Así lo vivimos

El día de la marmota

Punxsutawney, Pennsylvania, es un pequeño pueblo en Estados Unidos donde cada año, el 2 de febrero, sale de una madriguera artificial una marmota; si voltea a ver su sombra antes de regresar vendrán seis semanas más de frío invierno, en caso de no hacerlo, la primavera llegará temprano.

En 1987 Bill Murray fue protagonista de una película en la que para él, el “día de la marmota” se repite una y otra vez.

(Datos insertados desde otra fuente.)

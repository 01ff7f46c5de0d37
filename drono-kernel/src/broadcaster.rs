/**
 * STATUS BROADCASTER - periodic refresh turned into minimal diff events
 *
 * ROLE: while automatic mode is on, every `interval` it refreshes all known
 * devices, keeps only the records that changed since the last emission and
 * queues one partial `status_update` on the bus.
 *
 * CONFIG: a `BroadcastConfig` held in a watch channel. `set_config` and
 * `set_extended_interval` replace it in one step; the loop reads it at the
 * start of each cycle and wakes up early when it changes.
 *
 * ORDERING: cycles never overlap. The change detector is locked for the whole
 * cycle, and a manual full refresh takes the same lock.
 */

use std::collections::{BTreeMap, HashMap};
use std::panic::AssertUnwindSafe;
use std::sync::Arc;
use std::time::Duration;

use futures::FutureExt;
use serde::Serialize;
use time::OffsetDateTime;
use tokio::sync::{watch, Mutex};
use tokio::task::JoinHandle;
use tracing::{debug, error, info, warn};

use crate::bus::ChannelBus;
use crate::events::KernelEvent;
use crate::fanout::FanOutScheduler;
use crate::models::DeviceStatus;
use crate::probe::DeviceDirectory;

pub const MIN_INTERVAL_SECS: u64 = 5;
pub const MAX_INTERVAL_SECS: u64 = 3600;
pub const EXTENDED_MIN_INTERVAL_SECS: u64 = 60;
pub const EXTENDED_MAX_INTERVAL_SECS: u64 = 24 * 60 * 60;

#[derive(Debug, Clone, Copy, PartialEq, Eq, Serialize)]
pub struct BroadcastConfig {
    pub automatic: bool,
    /// Seconds between two cycles.
    pub interval: u64,
}

impl BroadcastConfig {
    /// Standard mode: interval clamped to 5 s..=1 h.
    pub fn standard(automatic: bool, interval_secs: u64) -> Self {
        Self {
            automatic,
            interval: interval_secs.clamp(MIN_INTERVAL_SECS, MAX_INTERVAL_SECS),
        }
    }

    /// Extended mode: interval clamped to 1 min..=24 h, automatic updates off.
    pub fn extended(minutes: u64) -> Self {
        Self {
            automatic: false,
            interval: minutes
                .saturating_mul(60)
                .clamp(EXTENDED_MIN_INTERVAL_SECS, EXTENDED_MAX_INTERVAL_SECS),
        }
    }

    pub fn period(&self) -> Duration {
        Duration::from_secs(self.interval)
    }

    pub fn to_event(&self) -> KernelEvent {
        KernelEvent::StatusUpdateConfig {
            automatic: self.automatic,
            interval: self.interval,
            timestamp: OffsetDateTime::now_utc(),
        }
    }
}

/// "1 hour(s) and 30 minute(s)", "15 minute(s)", "45 seconds".
pub fn describe_interval(secs: u64) -> String {
    if secs >= 3600 {
        let minutes = (secs % 3600) / 60;
        if minutes > 0 {
            format!("{} hour(s) and {} minute(s)", secs / 3600, minutes)
        } else {
            format!("{} hour(s)", secs / 3600)
        }
    } else if secs >= 60 {
        format!("{} minute(s)", secs / 60)
    } else {
        format!("{} seconds", secs)
    }
}

/// Remembers what was last emitted per device.
#[derive(Debug, Default)]
pub struct ChangeDetector {
    last_broadcasted: HashMap<String, DeviceStatus>,
}

impl ChangeDetector {
    pub fn new() -> Self {
        Self::default()
    }

    /// Records that are new or differ from the last emission; those become the
    /// new baseline. `last_update` alone never counts as a change.
    pub fn diff(&mut self, current: &BTreeMap<String, DeviceStatus>) -> BTreeMap<String, DeviceStatus> {
        let mut changed = BTreeMap::new();
        for (id, status) in current {
            let unchanged = self
                .last_broadcasted
                .get(id)
                .is_some_and(|prev| prev.same_telemetry(status));
            if !unchanged {
                self.last_broadcasted.insert(id.clone(), status.clone());
                changed.insert(id.clone(), status.clone());
            }
        }
        changed
    }

    /// Makes every record in `current` the new baseline.
    pub fn record_all(&mut self, current: &BTreeMap<String, DeviceStatus>) {
        for (id, status) in current {
            self.last_broadcasted.insert(id.clone(), status.clone());
        }
    }

    pub fn last(&self, device_id: &str) -> Option<&DeviceStatus> {
        self.last_broadcasted.get(device_id)
    }
}

pub struct StatusBroadcaster {
    fanout: Arc<FanOutScheduler>,
    directory: Arc<dyn DeviceDirectory>,
    bus: Arc<ChannelBus<KernelEvent>>,
    config: watch::Sender<BroadcastConfig>,
    detector: Mutex<ChangeDetector>,
}

impl StatusBroadcaster {
    pub fn new(
        fanout: Arc<FanOutScheduler>,
        directory: Arc<dyn DeviceDirectory>,
        bus: Arc<ChannelBus<KernelEvent>>,
        initial: BroadcastConfig,
    ) -> Self {
        let (config, _) = watch::channel(initial);
        Self {
            fanout,
            directory,
            bus,
            config,
            detector: Mutex::new(ChangeDetector::new()),
        }
    }

    pub fn config(&self) -> BroadcastConfig {
        *self.config.borrow()
    }

    pub fn subscribe_config(&self) -> watch::Receiver<BroadcastConfig> {
        self.config.subscribe()
    }

    pub fn set_config(&self, automatic: bool, interval_secs: u64) -> BroadcastConfig {
        self.apply(BroadcastConfig::standard(automatic, interval_secs))
    }

    pub fn set_extended_interval(&self, minutes: u64) -> BroadcastConfig {
        self.apply(BroadcastConfig::extended(minutes))
    }

    fn apply(&self, cfg: BroadcastConfig) -> BroadcastConfig {
        self.config.send_replace(cfg);
        info!(
            "[broadcaster] automatic updates {}, interval {}",
            if cfg.automatic { "enabled" } else { "disabled" },
            describe_interval(cfg.interval)
        );
        self.bus.enqueue(cfg.to_event());
        cfg
    }

    /// Ids from the directory, or the cache's ids when the directory fails.
    pub async fn device_ids(&self) -> Vec<String> {
        match self.directory.list_devices().await {
            Ok(devices) => devices.into_iter().map(|d| d.id).collect(),
            Err(e) => {
                warn!("[broadcaster] device listing failed, using cached ids: {}", e);
                self.fanout.cache().known_devices()
            }
        }
    }

    /// One automatic cycle. Returns the number of devices in the emitted diff.
    pub async fn run_cycle(&self) -> usize {
        let mut detector = self.detector.lock().await;
        let ids = self.device_ids().await;
        let statuses = self.fanout.refresh_all(&ids, false).await;
        let changed = detector.diff(&statuses);
        let count = changed.len();
        if count > 0 {
            debug!("[broadcaster] {} of {} devices changed", count, statuses.len());
            self.bus.enqueue(KernelEvent::status_update(changed, true));
        }
        count
    }

    /// Forced full refresh of every device, emitted whole with `is_partial=false`.
    pub async fn request_full_refresh(&self) -> BTreeMap<String, DeviceStatus> {
        let mut detector = self.detector.lock().await;
        let ids = self.device_ids().await;
        let statuses = self.fanout.refresh_all(&ids, true).await;
        detector.record_all(&statuses);
        info!("[broadcaster] manual full refresh of {} devices", statuses.len());
        self.bus.enqueue(KernelEvent::status_update(statuses.clone(), false));
        statuses
    }

    /// Background loop. A panicking cycle is logged and the loop carries on.
    pub fn spawn(self: &Arc<Self>) -> JoinHandle<()> {
        let this = Arc::clone(self);
        let mut config_rx = self.config.subscribe();
        tokio::spawn(async move {
            loop {
                let cfg = *config_rx.borrow_and_update();
                if cfg.automatic {
                    match AssertUnwindSafe(this.run_cycle()).catch_unwind().await {
                        Ok(changed) => debug!("[broadcaster] cycle done, {} changed", changed),
                        Err(_) => error!("[broadcaster] status cycle panicked"),
                    }
                }
                tokio::select! {
                    _ = tokio::time::sleep(cfg.period()) => {}
                    changed = config_rx.changed() => {
                        if changed.is_err() {
                            break;
                        }
                    }
                }
            }
        })
    }
}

Todos tenemos un día en particular que podríamos vivir el resto de nuestros días, en mi caso es el 12 de septiembre de 2009, pero David Moyes debe estar deseando que mañana amanezca y se encuentre con el mismo escenario, un Old Trafford pletórico, donde se escribió la primera página dulce de su estancia en el banquillo del Manchester United.

La temporada en la Premier League está perdida, pero la remontada en la Champions League debe servir de algo. El United no se encontró a un equipo fácil en la vuelta, los griegos, a pesar de que el marcador estaba en su contra, nunca perdieron el orden y ni con el tercero del salvador Robin Van Persie dejaron de llegarle a David De Gea.

La lesión del delantero holandés, al final del partido de vuelta, fue más conveniente que grave, si las individualidades del United pueden hacer pesar la localía como en la noche del miércoles no serán el flan que muchos esperan en los cuartos de final de la Champions League.

Es cierto que de entre los ocho sobrevivientes parecen los únicos fuera de nivel, seguido de cerca por el Borussia Dortmund, que ya tampoco tiene posibilidades en la Bundesliga, y está muy lejos del accionar de la campaña anterior, pero hay clubes que tienen magia.

Moyes espera que su día de la marmota se repita al menos una vez y se cuele entre los mejores cuatro de Europa, y solo así, sin merecerlo, podrá mantener su trabajo en el United.